The Exploit.in Forum Scraper is a Python-based tool designed to systematically extract and process data from the Exploit.in forum. This automated scraper collects data on forum categories, subforums, threads, and posts, which can be utilized for various analytical purposes such as threat intelligence analysis, trend detection, or content monitoring. Users must ensure they have the proper authorization and comply with all legal and ethical standards for data collection.
The scraper is developed to:
- Automate the extraction of structured information from the Exploit.in forum.
- Store this information in a MongoDB database for subsequent analysis and retrieval.
- Dynamically manage web sessions via Selenium to maintain valid and current session-specific cookies.
- A GUI version of Linux (Tested on Ubuntu 22.04.4 LTS)
- A valid Exploit.in account is mandatory as the scraper uses session cookies for authentication.
- Python 3.x environment.
- MongoDB installed and operational for data storage.
- Specific Python libraries listed in the provided
requirements.txt. - Function selectively as a crawler that saves data based on the presence of specific keywords in either the thread title, post content, or both, as specified in the
keywords.txtfile.
The MongoDB database is configured to store various types of data extracted from the forum:
- Forums: Data about different forum categories.
- Subforums: Data about subforums under each category.
- Threads: Information about individual threads within each subforum.
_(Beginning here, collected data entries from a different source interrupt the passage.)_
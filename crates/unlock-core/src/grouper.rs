//! Group a token stream into nested operand/operator sequences.
//!
//! Each bracketed region becomes its own [`Item::Group`]. Credit clauses
//! (`<n> UNITS ...`) span a variable number of tokens and are collapsed into a
//! single credit leaf here, so the compiler only ever sees operands and
//! operators.

use serde::Serialize;

use crate::errors::ParseError;
use crate::expr::{Expr, Operator};
use crate::lexer::Token;

/// One element of a grouped sequence.
#[derive(Debug, Clone, PartialEq, Eq, Serialize)]
#[serde(tag = "kind", content = "value", rename_all = "snake_case")]
pub enum Item {
    /// A leaf expression: a course or a credit clause.
    Operand(Expr),
    /// A connective awaiting its operands.
    Operator(Operator),
    /// A bracketed sub-sequence.
    Group(Vec<Item>),
}

/// Group tokens into a nested sequence, respecting bracket nesting.
///
/// Tokens with no role outside a credit clause (stray `UNITS`, `LEVEL`, lone
/// numbers and subject areas) are skipped.
///
/// # Errors
/// Returns [`ParseError`] when brackets are unbalanced or a credit clause is
/// truncated.
///
/// # Examples
/// ```
/// use unlock_core::{Expr, Item, Operator, group, tokenize};
///
/// let items = group(&tokenize("COMP1511 or (COMP1911)"))?;
/// assert_eq!(
///     items,
///     vec![
///         Item::Operand(Expr::course("COMP1511")),
///         Item::Operator(Operator::Or),
///         Item::Group(vec![Item::Operand(Expr::course("COMP1911"))]),
///     ]
/// );
/// # Ok::<(), unlock_core::ParseError>(())
/// ```
pub fn group(tokens: &[Token]) -> Result<Vec<Item>, ParseError> {
    let mut root = Vec::new();
    let mut open: Vec<(usize, Vec<Item>)> = Vec::new();
    let mut index = 0;

    while let Some(token) = tokens.get(index) {
        let mut next = index + 1;
        let item = match token {
            Token::Course(code) => Some(Item::Operand(Expr::course(code.as_str()))),
            Token::Number(units) if tokens.get(index + 1) == Some(&Token::Units) => {
                let (expr, end) = credit_clause(tokens, index, *units)?;
                next = end;
                Some(Item::Operand(expr))
            }
            Token::And => Some(Item::Operator(Operator::And)),
            Token::Or => Some(Item::Operator(Operator::Or)),
            Token::Open => {
                open.push((index, Vec::new()));
                None
            }
            Token::Close => {
                let (_, items) = open.pop().ok_or(ParseError::UnmatchedClose(index))?;
                Some(Item::Group(items))
            }
            Token::Number(_) | Token::Level | Token::Subject(_) | Token::Units => None,
        };

        if let Some(item) = item {
            open.last_mut()
                .map_or(&mut root, |(_, items)| items)
                .push(item);
        }
        index = next;
    }

    if let Some((at, _)) = open.first() {
        return Err(ParseError::UnclosedOpen(*at));
    }
    Ok(root)
}

/// Build the credit leaf for the clause starting at `start`.
///
/// `tokens[start]` is the unit count and `tokens[start + 1]` is `UNITS`.
/// Returns the leaf together with the index of the first token after the
/// clause.
fn credit_clause(tokens: &[Token], start: usize, units: u16) -> Result<(Expr, usize), ParseError> {
    let after = start + 2;
    match tokens.get(after) {
        Some(Token::Level) => {
            let Some(Token::Number(level)) = tokens.get(after + 1) else {
                return Err(ParseError::MissingLevel(start));
            };
            let level = *level;
            Ok(match tokens.get(after + 2) {
                Some(Token::Subject(area)) => (
                    Expr::CreditLevel {
                        level,
                        units,
                        area: Some(area.clone()),
                    },
                    after + 3,
                ),
                _ => (
                    Expr::CreditLevel {
                        level,
                        units,
                        area: None,
                    },
                    after + 2,
                ),
            })
        }
        Some(Token::Open) => credit_list(tokens, start, after + 1, units),
        // `COMP(1521, 2521)`: the subject only prefixes the bracketed list.
        Some(Token::Subject(_)) if tokens.get(after + 1) == Some(&Token::Open) => {
            credit_list(tokens, start, after + 2, units)
        }
        _ => Ok((Expr::CreditCount { units }, after)),
    }
}

/// Collect course codes from `first` up to and including the closing bracket.
fn credit_list(
    tokens: &[Token],
    start: usize,
    first: usize,
    units: u16,
) -> Result<(Expr, usize), ParseError> {
    let mut courses = Vec::new();
    let mut index = first;
    loop {
        match tokens.get(index) {
            Some(Token::Close) => return Ok((Expr::CreditList { units, courses }, index + 1)),
            Some(Token::Course(code)) => courses.push(code.clone()),
            Some(_) => {}
            None => return Err(ParseError::UnclosedCreditList(start)),
        }
        index += 1;
    }
}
- Posts: Individual posts within each thread.
- Users: User profiles extracted from posts and threads.
Documents in each collection are stored in JSON format with fields tailored to the specific data type (e.g., thread title, post content, user profile information).
- Python Installation: Ensure Python 3.x is installed. Download from the official Python website.
- Clone the Repository: First, clone this repository to your local machine using git:
git clone https://github.com/Ilansos/Exploit_forum_scraper.git cd <repository-directory>
- Library Installation: Install the necessary Python libraries with pip:
pip install -r requirements.txt
- Install Translation Languages: Run the translator_install.py script to install the necessary languages for the translation library:
python translator_install.py
MongoDB Installation: Follow the installation guide on the official MongoDB website for your specific operating system.
Running MongoDB: Ensure MongoDB is running. Typically, it runs at mongodb://localhost:27017/ by default.
To use Firefox with Selenium, you'll need to download and set up Firefox in your project's root directory:
- Download Firefox: Navigate to the Firefox download page: https://www.mozilla.org/en-US/firefox/all/#product-desktop-release. Choose the appropriate Linux version (e.g., 64-bit). Download the tar.bz2 file.
- Extract and Set Up: Open a terminal and use the following commands to extract Firefox into your project's root directory:
tar -xjf firefox-xx.0.tar.bz2 -C /path/to/your/project/This will create a firefox directory within your specified path.
Configure Selenium:
- *Update the firefox_path in config.json: To point to the newly extracted Firefox executable.
"firefox_path": "/path/to/your/project/firefox/firefox"- Configuration: Update the config.json with your MongoDB URI and in case you updated the Selenium Driver and Browser, add the new user agent string.
- Selenium Driver and Browser: The script uses Selenium; ensure the geckodriver and Firefox are properly installed and paths are specified in config.json.
- Account Credentials: Selenium will automatically retrieve the session cookies and save them in the config.json file.
The script can operate as a crawler that selectively stores data if specific keywords are found. These keywords must be listed in the keywords.txt file. The crawler can be configured to search for keywords in:
Thread Titles: Only threads with titles containing any of the specified keywords are processed and saved to the database.
Post Contents: Only posts containing any of the specified keywords are processed and saved.
Both: The script checks both thread titles and post contents for keywords.
The default content of keywords.txt are cybersecurity related keywords in English, Russian, Chinese and Farsi
To activate crawling based on keywords, configure the crawl_threads and crawl_content flags in config.json to true. This setup allows for flexible data collection tailored to specific monitoring or analysis needs.
{
"crawl_threads": true, # Set to false if you don't need to crawl
"crawl_content": true # Set to false if you don't need to crawl
}Execute the scraper by running the following command in the terminal:
python exploit.pyThis initializes the scraping process where Selenium manages web sessions in the background, periodically updating session cookies.
Session Management: Selenium runs in the background for session management, periodically retrieving cookies to keep the session valid.
Legal Compliance: Obtain permission for data scraping and comply with all laws and forum terms regarding data scraping and privacy.
Ethical Use: Handle the data ethically, especially since forums can contain sensitive or personally identifiable information.
This project is licensed under the MIT License - see the LICENSE file for details.